__Task instructions__:
Your answer must consist of every line from the data below that includes the word "DerivationError".

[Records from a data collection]
******
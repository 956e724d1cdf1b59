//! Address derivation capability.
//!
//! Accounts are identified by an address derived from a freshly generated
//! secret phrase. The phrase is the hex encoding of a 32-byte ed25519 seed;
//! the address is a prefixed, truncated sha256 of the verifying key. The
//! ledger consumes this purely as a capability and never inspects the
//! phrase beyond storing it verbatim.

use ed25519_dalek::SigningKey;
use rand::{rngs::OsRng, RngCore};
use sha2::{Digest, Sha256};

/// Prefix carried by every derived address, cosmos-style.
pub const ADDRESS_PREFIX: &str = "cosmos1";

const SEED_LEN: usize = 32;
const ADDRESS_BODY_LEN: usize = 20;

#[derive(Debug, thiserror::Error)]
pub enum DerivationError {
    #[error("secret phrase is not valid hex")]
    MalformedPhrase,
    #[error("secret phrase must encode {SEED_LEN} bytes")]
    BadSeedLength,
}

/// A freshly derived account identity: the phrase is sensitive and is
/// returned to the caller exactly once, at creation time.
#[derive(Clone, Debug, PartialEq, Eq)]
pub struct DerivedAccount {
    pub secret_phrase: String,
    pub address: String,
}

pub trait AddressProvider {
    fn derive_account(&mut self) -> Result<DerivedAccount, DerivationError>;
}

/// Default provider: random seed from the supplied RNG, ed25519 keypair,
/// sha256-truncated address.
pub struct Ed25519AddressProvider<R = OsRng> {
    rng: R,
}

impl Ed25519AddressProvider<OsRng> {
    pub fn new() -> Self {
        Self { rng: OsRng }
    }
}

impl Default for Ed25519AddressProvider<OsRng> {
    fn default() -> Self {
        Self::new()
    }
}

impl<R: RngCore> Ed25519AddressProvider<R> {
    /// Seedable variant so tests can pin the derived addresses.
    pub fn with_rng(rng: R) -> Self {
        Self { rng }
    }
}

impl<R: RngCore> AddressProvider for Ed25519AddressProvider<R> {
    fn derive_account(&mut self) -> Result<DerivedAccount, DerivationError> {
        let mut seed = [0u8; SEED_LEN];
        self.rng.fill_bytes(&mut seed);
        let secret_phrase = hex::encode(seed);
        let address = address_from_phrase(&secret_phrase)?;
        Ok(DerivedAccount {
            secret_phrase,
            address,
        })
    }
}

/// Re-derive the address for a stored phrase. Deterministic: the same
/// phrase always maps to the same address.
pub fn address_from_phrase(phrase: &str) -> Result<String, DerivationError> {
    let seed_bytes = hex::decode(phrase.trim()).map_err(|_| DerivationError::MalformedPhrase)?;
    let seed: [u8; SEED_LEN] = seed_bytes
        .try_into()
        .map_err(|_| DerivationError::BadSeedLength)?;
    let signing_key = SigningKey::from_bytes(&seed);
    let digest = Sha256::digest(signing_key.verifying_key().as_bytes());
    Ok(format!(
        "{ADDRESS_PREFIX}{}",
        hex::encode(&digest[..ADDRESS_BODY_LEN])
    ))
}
******
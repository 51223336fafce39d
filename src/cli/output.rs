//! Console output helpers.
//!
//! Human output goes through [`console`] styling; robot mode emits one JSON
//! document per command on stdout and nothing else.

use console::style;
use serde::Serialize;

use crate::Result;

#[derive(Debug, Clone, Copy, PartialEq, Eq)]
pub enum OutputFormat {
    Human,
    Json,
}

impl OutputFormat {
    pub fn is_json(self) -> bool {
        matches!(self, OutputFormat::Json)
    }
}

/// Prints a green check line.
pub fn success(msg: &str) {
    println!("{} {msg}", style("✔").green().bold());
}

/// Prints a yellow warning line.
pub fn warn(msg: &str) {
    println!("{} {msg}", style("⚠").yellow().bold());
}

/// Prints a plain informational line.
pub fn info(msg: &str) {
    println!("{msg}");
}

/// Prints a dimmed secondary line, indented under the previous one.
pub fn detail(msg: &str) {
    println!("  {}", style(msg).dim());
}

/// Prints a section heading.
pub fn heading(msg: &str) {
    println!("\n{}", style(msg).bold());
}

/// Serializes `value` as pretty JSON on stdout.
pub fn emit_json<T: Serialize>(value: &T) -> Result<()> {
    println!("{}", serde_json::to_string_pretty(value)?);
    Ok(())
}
******
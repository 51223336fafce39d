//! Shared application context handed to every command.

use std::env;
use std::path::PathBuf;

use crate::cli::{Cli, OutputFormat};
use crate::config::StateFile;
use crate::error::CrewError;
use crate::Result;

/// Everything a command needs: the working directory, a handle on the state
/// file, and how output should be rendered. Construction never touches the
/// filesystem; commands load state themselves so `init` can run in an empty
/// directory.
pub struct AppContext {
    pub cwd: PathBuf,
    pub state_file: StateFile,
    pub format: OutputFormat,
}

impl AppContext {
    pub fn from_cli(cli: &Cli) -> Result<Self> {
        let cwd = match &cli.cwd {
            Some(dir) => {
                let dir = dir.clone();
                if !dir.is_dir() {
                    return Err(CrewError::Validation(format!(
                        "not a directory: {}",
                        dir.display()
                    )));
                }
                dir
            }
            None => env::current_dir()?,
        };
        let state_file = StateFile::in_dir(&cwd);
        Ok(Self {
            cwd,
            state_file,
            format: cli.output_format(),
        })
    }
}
******
__Written solution__:
pub enum DerivationError {
    fn derive_account(&mut self) -> Result<DerivedAccount, DerivationError>;
    fn derive_account(&mut self) -> Result<DerivedAccount, DerivationError> {
pub fn address_from_phrase(phrase: &str) -> Result<String, DerivationError> {
    let seed_bytes = hex::decode(phrase.trim()).map_err(|_| DerivationError::MalformedPhrase)?;
        .map_err(|_| DerivationError::BadSeedLength)?;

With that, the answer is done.